## REQUIRED WORK
Below are the entries; state how many of their lines contain the string "usize", and nothing more.

─── DATA PROVIDED

use thiserror::Error;

/// Errors surfaced by the database layer and the service glue.
///
/// Builder-ordering violations and connection/prepare failures are the
/// "never silently continue" tier: callers are expected to abort the request
/// they belong to. Driver-side run failures are not errors at all; they
/// come back as `Ok(false)` / empty results.
#[derive(Debug, Error)]
pub enum Error {
    #[error("invalid statement sequence: {0}")]
    InvalidSequence(&'static str),

    #[error("error connecting to database: {reason}")]
    Connect { reason: String },

    #[error("failed to prepare `{sql}`: {source}")]
    Prepare {
        sql: String,
        #[source]
        source: rusqlite::Error,
    },

    #[error("engine lock poisoned")]
    Lock,

    #[error("SQLite error: {0}")]
    Sqlite(#[from] rusqlite::Error),

    #[error("{0}")]
    Io(#[from] std::io::Error),

    #[error("config parse error: {0}")]
    Toml(#[from] toml::de::Error),
}

pub type Result<T> = std::result::Result<T, Error>;
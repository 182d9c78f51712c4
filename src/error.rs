use thiserror::Error;

#[derive(Debug, Error)]
pub enum Error {
    #[error(transparent)]
    Config(#[from] ConfigError),
    #[error("no surface bound: configure() must be called before post()")]
    NotConfigured,
    #[error("telemetry initialization failed: {0}")]
    Telemetry(String),
}

#[derive(Debug, Error)]
pub enum ConfigError {
    #[error("failed to parse configuration: {0}")]
    Parse(String),
    #[error("invalid configuration for {field}: {message}")]
    InvalidField {
        field: &'static str,
        message: String,
    },
    #[error("configuration error: {0}")]
    Other(String),
}
use tracing_subscriber::{EnvFilter, Registry, layer::SubscriberExt};

use crate::Result;
use crate::error::Error;

/// Initialise tracing with an optional explicit filter and a conditional
/// JSON layer.
///
/// # Errors
///
/// Fails when no usable log filter can be built, when JSON output is
/// requested without the `json-logs` feature, or when a global subscriber
/// is already installed.
pub fn init_tracing(explicit_filter: Option<&str>, use_json: bool) -> Result<()> {
    let filter = build_filter(explicit_filter)?;

    #[cfg(feature = "json-logs")]
    if use_json {
        let subscriber = Registry::default().with(filter).with(
            tracing_subscriber::fmt::layer()
                .with_target(true)
                .json()
                .flatten_event(true),
        );
        return tracing::subscriber::set_global_default(subscriber)
            .map_err(|err| Error::Telemetry(err.to_string()));
    }

    #[cfg(not(feature = "json-logs"))]
    if use_json {
        return Err(Error::Telemetry(
            "binary was built without the `json-logs` feature".to_string(),
        ));
    }

    let subscriber = Registry::default()
        .with(filter)
        .with(tracing_subscriber::fmt::layer().with_target(true));
    tracing::subscriber::set_global_default(subscriber)
        .map_err(|err| Error::Telemetry(err.to_string()))
}

fn build_filter(explicit: Option<&str>) -> Result<EnvFilter> {
    let mut candidates = Vec::new();
    if let Some(filter) = explicit {
        candidates.push(filter.to_string());
    }
    if let Ok(env) = std::env::var("RUST_LOG") {
        candidates.push(env);
    }
    candidates.push("info".to_string());

    candidates
        .into_iter()
        .find_map(|candidate| EnvFilter::try_new(candidate).ok())
        .ok_or_else(|| Error::Telemetry("invalid log filter".to_string()))
}
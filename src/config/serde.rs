use std::time::Duration;

use humantime::{format_duration, parse_duration};
use serde::Deserialize;
use serde_with::{DeserializeAs, SerializeAs};

/// Accepts humantime strings ("60ms", "8s") wherever a duration is
/// configured.
pub(crate) struct HumantimeDuration;

impl<'de> DeserializeAs<'de, Duration> for HumantimeDuration {
    fn deserialize_as<D>(deserializer: D) -> std::result::Result<Duration, D::Error>
    where
        D: serde::Deserializer<'de>,
    {
        let raw = String::deserialize(deserializer)?;
        parse_duration(&raw).map_err(serde::de::Error::custom)
    }
}

impl SerializeAs<Duration> for HumantimeDuration {
    fn serialize_as<S>(value: &Duration, serializer: S) -> std::result::Result<S::Ok, S::Error>
    where
        S: serde::Serializer,
    {
        serializer.serialize_str(&format_duration(*value).to_string())
    }
}
use std::error::Error as StdError;
use std::path::PathBuf;
use std::time::{Duration, Instant};

use async_channel::bounded;
use clap::{ArgAction, Parser};
use humantime::parse_duration;
use tokio::signal;
use tokio::time::sleep;
use tracing::{info, warn};

use toasts::Result;
use toasts::config::Settings;
use toasts::manager::NotificationManager;
use toasts::navigate::Navigator;
use toasts::surface::{CardId, Marker, Surface};
use toasts::telemetry::init_tracing;
use toasts::templates::{DEFAULT_TEMPLATE, DirTemplates, StaticTemplates, TemplateSource};
use toasts::types::Notification;

const DEFAULT_CONFIG: &str = "config.toml";

#[derive(Parser, Debug)]
#[command(author, version, about = "Console demo for the notification stack", long_about = None)]
struct Cli {
    /// Path to the TOML settings file.
    #[arg(long, value_name = "PATH")]
    config: Option<PathBuf>,

    /// Number of sample notifications to post.
    #[arg(long, default_value_t = 8)]
    count: usize,

    /// Pause between posts (e.g. "750ms").
    #[arg(long, value_parser = parse_duration, default_value = "750ms")]
    interval: Duration,

    /// Directory with *.html card templates; built-in markup otherwise.
    #[arg(long, value_name = "DIR")]
    template_dir: Option<PathBuf>,

    /// Log what would be posted without driving the stack.
    #[arg(long, action = ArgAction::SetTrue)]
    dry_run: bool,

    /// Use a JSON layer for logs (`--features json-logs`).
    #[arg(long, action = ArgAction::SetTrue)]
    json_logs: bool,

    /// Explicit log filter (e.g. "toasts=debug").
    #[arg(long, value_name = "FILTER")]
    log_filter: Option<String>,
}

#[tokio::main]
async fn main() -> std::process::ExitCode {
    let cli = Cli::parse();
    match run(cli).await {
        Ok(()) => std::process::ExitCode::SUCCESS,
        Err(err) => {
            report_error(&err);
            std::process::ExitCode::from(1)
        }
    }
}

async fn run(cli: Cli) -> Result<()> {
    init_tracing(cli.log_filter.as_deref(), cli.json_logs)?;

    let config_path = cli.config.unwrap_or_else(|| PathBuf::from(DEFAULT_CONFIG));
    let settings = Settings::from_env_and_file(&config_path)?;

    let templates = load_templates(cli.template_dir.as_deref(), &settings.template);
    let mut manager = NotificationManager::new(templates, LogNavigator, settings);
    manager.configure(ConsoleSurface::default());

    let (tx, rx) = bounded(16);
    let count = cli.count;
    let interval = cli.interval;
    let producer = tokio::spawn(async move {
        for notification in sample_feed(count) {
            if tx.send(notification).await.is_err() {
                break;
            }
            sleep(interval).await;
        }
    });

    let mut feed_open = true;
    loop {
        let now = Instant::now();
        manager.service(now);

        if !feed_open && manager.active() == 0 && manager.next_deadline().is_none() {
            break;
        }

        let idle = manager
            .next_deadline()
            .map_or(Duration::from_millis(250), |deadline| {
                deadline.saturating_duration_since(now)
            });

        tokio::select! {
            biased;
            _ = signal::ctrl_c() => {
                info!("shutdown signal received, stopping demo");
                break;
            }
            received = rx.recv(), if feed_open => {
                match received {
                    Ok(notification) => {
                        if cli.dry_run {
                            info!(title = %notification.title, "dry-run: would post notification");
                        } else if manager.post(notification, Instant::now())?.is_none() {
                            warn!("template unavailable, notification dropped");
                        }
                    }
                    Err(_) => feed_open = false,
                }
            }
            () = sleep(idle) => {}
        }
    }

    producer.abort();
    Ok(())
}

enum DemoTemplates {
    Dir(DirTemplates),
    Builtin(StaticTemplates),
}

impl TemplateSource for DemoTemplates {
    fn template(&self, name: &str) -> Option<String> {
        match self {
            Self::Dir(templates) => templates.template(name),
            Self::Builtin(templates) => templates.template(name),
        }
    }
}

fn load_templates(dir: Option<&std::path::Path>, template_name: &str) -> DemoTemplates {
    let builtin = || {
        DemoTemplates::Builtin(StaticTemplates::new().with(template_name, DEFAULT_TEMPLATE))
    };
    let Some(dir) = dir else {
        return builtin();
    };
    match DirTemplates::load(dir) {
        Ok(loaded) if !loaded.is_empty() => DemoTemplates::Dir(loaded),
        Ok(_) => {
            warn!(dir = %dir.display(), "no *.html templates found, using built-in markup");
            builtin()
        }
        Err(err) => {
            warn!(dir = %dir.display(), error = %err, "template directory unreadable, using built-in markup");
            builtin()
        }
    }
}

/// Console stand-in for a shell's notification area.
#[derive(Default)]
struct ConsoleSurface {
    children: Vec<CardId>,
}

impl Surface for ConsoleSurface {
    fn child_count(&self) -> usize {
        self.children.len()
    }

    fn prepend(&mut self, card: CardId, markup: &str) {
        self.children.insert(0, card);
        let preview = markup.replace('\n', " ");
        info!(%card, stack = self.children.len(), preview = %preview, "card attached");
    }

    fn remove(&mut self, card: CardId) {
        self.children.retain(|child| *child != card);
        info!(%card, stack = self.children.len(), "card detached");
    }

    fn apply_marker(&mut self, card: CardId, marker: Marker) {
        info!(%card, class = marker.css_class(), "marker applied");
    }
}

struct LogNavigator;

impl Navigator for LogNavigator {
    fn navigate_to(&mut self, target: &str) {
        info!(target, "navigation requested");
    }
}

fn sample_feed(count: usize) -> Vec<Notification> {
    const SAMPLES: [(&str, &str, &str, Option<&str>); 4] = [
        ("Download complete", "screenshot.png saved to disk", "download", None),
        ("Flight ready", "Click to travel to Mars", "rocket", Some("Mars")),
        ("Bookmark added", "Olympus Mons pinned to the sidebar", "bookmark", Some("Olympus Mons")),
        ("Recording stopped", "Captured 42 frames", "camera", None),
    ];

    (0..count)
        .map(|index| {
            let (title, content, icon, target) = SAMPLES[index % SAMPLES.len()];
            let mut notification =
                Notification::new(format!("{title} #{}", index + 1), content, icon);
            if let Some(target) = target {
                notification = notification.with_navigation(target);
            }
            notification
        })
        .collect()
}

fn report_error(err: &toasts::error::Error) {
    eprintln!("Error: {err}");
    let mut source: Option<&dyn StdError> = err.source();
    while let Some(cause) = source {
        eprintln!("  caused by: {cause}");
        source = cause.source();
    }
}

──────

## WRITTEN SOLUTION
3